GODBOLD, Chief Judge:

This is an appeal from the denial of a Rule 32(d), F.R.Crim.P., motion to withdraw a plea of guilty on the ground that many months after defendant entered the plea and was sentenced he discovered for the first time that he suffered a psychiatric disability that affected his capacity to commit the offense to which he had pleaded.

We affirm.

Defendant was indicted in March 1981 charged with conspiracy and possession with intent to distribute approximately 3,500 pounds of marijuana in violation of 21 U.S.C. Sec. 841(a)(1), Sec. 846 (1976), and 18 U.S.C. Sec. 2. On May 26, after a motion to suppress was denied, defendant pleaded guilty to the conspiracy charge, and on July 15 he was sentenced to four and one half years in prison.

New counsel was retained and in November 1981 filed a Rule 35 motion to reduce sentence, together with a motion for psychological testing.
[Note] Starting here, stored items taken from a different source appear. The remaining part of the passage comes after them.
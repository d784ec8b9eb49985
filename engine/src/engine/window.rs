//! Partitioning, ordering and frame bounds for window functions.
//!
//! All positions are indices into a partition sorted by the window order.
//! Frames are half-open ranges `[start, end)` over those positions.

use indexmap::IndexMap;
use std::cmp::Ordering;

use crate::model::{Dataset, Order, Value, ValueKey, WindowFrame};

/// Column index and direction.
pub(crate) type SortSpec = Vec<(usize, Order)>;

/// Row indices grouped by partition key, in first-seen order.
pub(crate) fn partitions(data: &Dataset, columns: &[usize]) -> Vec<Vec<usize>> {
    let mut groups: IndexMap<Vec<ValueKey>, Vec<usize>> = IndexMap::new();
    for (index, row) in data.rows().iter().enumerate() {
        let key = columns.iter().map(|&c| row[c].key()).collect();
        groups.entry(key).or_default().push(index);
    }
    groups.into_values().collect()
}

/// Ascending puts nulls first, descending puts them last.
pub(crate) fn compare_rows(data: &Dataset, a: usize, b: usize, order: &[(usize, Order)]) -> Ordering {
    let rows = data.rows();
    order
        .iter()
        .map(|&(column, direction)| {
            let ordering = rows[a][column].sort_cmp(&rows[b][column]);
            match direction {
                Order::Asc => ordering,
                Order::Desc => ordering.reverse(),
            }
        })
        .find(|o| o.is_ne())
        .unwrap_or(Ordering::Equal)
}

/// Stable sort of a partition by the window order.
pub(crate) fn sort(data: &Dataset, mut members: Vec<usize>, order: &[(usize, Order)]) -> Vec<usize> {
    members.sort_by(|&a, &b| compare_rows(data, a, b, order));
    members
}

/// Frame of the row at `position` within `sorted`.
pub(crate) fn frame(
    data: &Dataset,
    sorted: &[usize],
    position: usize,
    order: &[(usize, Order)],
    frame: Option<&WindowFrame>,
) -> (usize, usize) {
    let n = sorted.len();
    let (start, end) = match frame {
        None if order.is_empty() => (0, n),
        // Running frame: everything up to the current row and its peers.
        None => (0, last_peer(data, sorted, position, order) + 1),
        Some(WindowFrame::Rows { lower, upper }) => {
            let clamp = |offset: i64| (position as i64 + offset).clamp(0, n as i64) as usize;
            let start = lower.offset().map(clamp).unwrap_or(0);
            let end = upper.offset().map(|o| clamp(o + 1)).unwrap_or(n);
            (start, end)
        }
        Some(WindowFrame::Range { lower, upper }) => {
            range_frame(data, sorted, position, order, lower.offset(), upper.offset())
        }
    };
    (start, end.max(start))
}

fn last_peer(data: &Dataset, sorted: &[usize], position: usize, order: &[(usize, Order)]) -> usize {
    let mut last = position;
    while last + 1 < sorted.len()
        && compare_rows(data, sorted[last + 1], sorted[position], order) == Ordering::Equal
    {
        last += 1;
    }
    last
}

/// Rows whose (single, numeric) order value lies within the offsets of the
/// current row's value. Descending windows measure "preceding" toward larger
/// values. A null order value only frames its null peers.
fn range_frame(
    data: &Dataset,
    sorted: &[usize],
    position: usize,
    order: &[(usize, Order)],
    lower: Option<i64>,
    upper: Option<i64>,
) -> (usize, usize) {
    let n = sorted.len();
    let Some(&(column, direction)) = order.first() else {
        return (0, n);
    };
    let value_at = |p: usize| data.rows()[sorted[p]][column].as_f64();
    let current = match value_at(position) {
        Some(v) => v,
        None => {
            let first = (0..n)
                .find(|&p| data.rows()[sorted[p]][column] == Value::Null)
                .unwrap_or(position);
            let last = (0..n)
                .rev()
                .find(|&p| data.rows()[sorted[p]][column] == Value::Null)
                .unwrap_or(position);
            let start = if lower.is_none() { 0 } else { first };
            let end = if upper.is_none() { n } else { last + 1 };
            return (start, end);
        }
    };
    let sign = match direction {
        Order::Asc => 1.0,
        Order::Desc => -1.0,
    };
    // Distance from the current value in window order.
    let distance = |p: usize| value_at(p).map(|v| (v - current) * sign);
    let start = match lower {
        None => 0,
        Some(lo) => (0..n)
            .find(|&p| distance(p).map_or(false, |d| d >= lo as f64))
            .unwrap_or(n),
    };
    let end = match upper {
        None => n,
        Some(hi) => (0..n)
            .rev()
            .find(|&p| distance(p).map_or(false, |d| d <= hi as f64))
            .map(|p| p + 1)
            .unwrap_or(0),
    };
    (start, end)
}

#[cfg(test)]
mod tests {
    use super::*;
    use crate::model::{Component, FrameBound, ValueType};

    fn dataset(values: &[Option<i64>]) -> Dataset {
        Dataset::from_rows(
            vec![
                Component::identifier("g", ValueType::String),
                Component::measure("x", ValueType::Int64),
            ],
            values
                .iter()
                .map(|v| vec![Value::from("a"), Value::from(*v)])
                .collect(),
        )
        .unwrap()
    }

    #[test]
    fn test_sort_and_running_frame() {
        let data = dataset(&[Some(3), Some(1), Some(3), Some(2)]);
        let order = vec![(1, Order::Asc)];
        let sorted = sort(&data, vec![0, 1, 2, 3], &order);
        assert_eq!(sorted, vec![1, 3, 0, 2]);
        // Peers of the first 3 are included.
        assert_eq!(frame(&data, &sorted, 2, &order, None), (0, 4));
        assert_eq!(frame(&data, &sorted, 1, &order, None), (0, 2));
        assert_eq!(frame(&data, &sorted, 1, &[], None), (0, 4));
    }

    #[test]
    fn test_rows_frame() {
        let data = dataset(&[Some(1), Some(2), Some(3), Some(4)]);
        let order = vec![(1, Order::Asc)];
        let sorted = sort(&data, vec![0, 1, 2, 3], &order);
        let rows = WindowFrame::Rows {
            lower: FrameBound::Preceding(1),
            upper: FrameBound::Following(1),
        };
        assert_eq!(frame(&data, &sorted, 0, &order, Some(&rows)), (0, 2));
        assert_eq!(frame(&data, &sorted, 2, &order, Some(&rows)), (1, 4));
        assert_eq!(frame(&data, &sorted, 3, &order, Some(&rows)), (2, 4));
    }

    #[test]
    fn test_range_frame() {
        let data = dataset(&[Some(1), Some(2), Some(4), Some(5)]);
        let sorted = vec![0, 1, 2, 3];
        let range = WindowFrame::Range {
            lower: FrameBound::Preceding(1),
            upper: FrameBound::CurrentRow,
        };
        let asc = vec![(1, Order::Asc)];
        assert_eq!(frame(&data, &sorted, 1, &asc, Some(&range)), (0, 2));
        assert_eq!(frame(&data, &sorted, 2, &asc, Some(&range)), (2, 3));

        let desc = vec![(1, Order::Desc)];
        let sorted = sort(&data, vec![0, 1, 2, 3], &desc);
        assert_eq!(sorted, vec![3, 2, 1, 0]);
        // 4 preceded by 5 in descending order.
        assert_eq!(frame(&data, &sorted, 1, &desc, Some(&range)), (0, 2));
    }

    #[test]
    fn test_partitions() {
        let data = Dataset::from_rows(
            vec![Component::measure("k", ValueType::String)],
            vec![vec!["b".into()], vec!["a".into()], vec!["b".into()]],
        )
        .unwrap();
        assert_eq!(partitions(&data, &[0]), vec![vec![0, 2], vec![1]]);
        assert_eq!(partitions(&data, &[]), vec![vec![0, 1, 2]]);
    }
}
The court denied the motion to reduce but granted the motion for testing. The psychologist filed his report in January 1982. He diagnosed defendant as suffering from Post-traumatic Stress Disorder, a psychiatric malady recognized by the American Psychiatric Association and the Veterans Administration and arising from combat service in Viet Nam. The psychologist related the psychiatric condition to defendant's participation in the marijuana conspiracy, expressing his judgment that defendant was motivated primarily by fear of losing a friend involved in the conspiracy rather than by a desire for profit.

In May 1982, defendant, on the basis of the psychologist's report, filed the Rule 32(d) motion to withdraw his plea and requested a hearing. The court denied the motion without hearing. Defendant has appealed from that denial.

It is helpful to recite what this case is not. It is not a direct appeal attacking an allegedly invalid guilty plea. See U.S. v. Dayton, 604 F.2d 931 (5th Cir.1979) (en banc). Defendant's time for appeal had long since expired. It is not a motion under 28 U.S.C. Sec. 2255. See Keel v. U.S., 585 F.2d 110 (5th Cir.1978). It is not contended that counsel was incompetent. Nor does defendant claim that he was incompetent to understand the charge against him. See n. 1, infra.

Rule 32 is a special means of collaterally challenging an allegedly improper guilty plea. U.S. v. Watson, 548 F.2d 1058, 1063 (D.C.Cir.1977). The rule provides:

A motion to withdraw a plea of guilty or nolo contendere may be made only before sentence is imposed or imposition of sentence is suspended; but to correct manifest injustice the court after sentence may set aside the judgment of conviction and permit the defendant to withdraw his plea.

Rule 32(d) contains no time limitation. It contains its own standards for trial court action, "to correct manifest injustice." The defect complained of need not be of constitutional magnitude. U.S. v. Dabdoub-Diaz, 599 F.2d 96, 99 (5th Cir.1979). The cases assume without discussion that denial of the motion is appealable. Dabdoub-Diaz; U.S. v. McDaniel, 425 F.2d 813 (5th Cir.1970). The standards for our review of the district court's action have been said to be the same as for the district court, the "manifest injustice" standard. Dabdoub-Diaz, at 99. We construe the terse statement in Dabdoub-Diaz to mean, stated more precisely, that the standard of review is whether the district court exceeded the bounds of discretion in concluding that there was no "manifest injustice."

Defendant argues that it was "manifest injustice" not to permit him to withdraw his plea, and, alternatively, that it was error for the court not to grant a hearing on the manifest injustice issue. The gist of his motion is that he was innocent of the charges because he lacked the mental capacity to form the necessary intent to commit the offense. 1 The psychologist's report does not clearly support defendant's asserted defense. The portions of the report cited by defendant provide insight into his motives but do not squarely address his ability to form the requisite intent. It is not a defense to say simply that defendant committed the crime out of a desire for friendship rather than monetary profit. So long as defendant retained the capacity to make knowing and voluntary choice, his particular motives are irrelevant to...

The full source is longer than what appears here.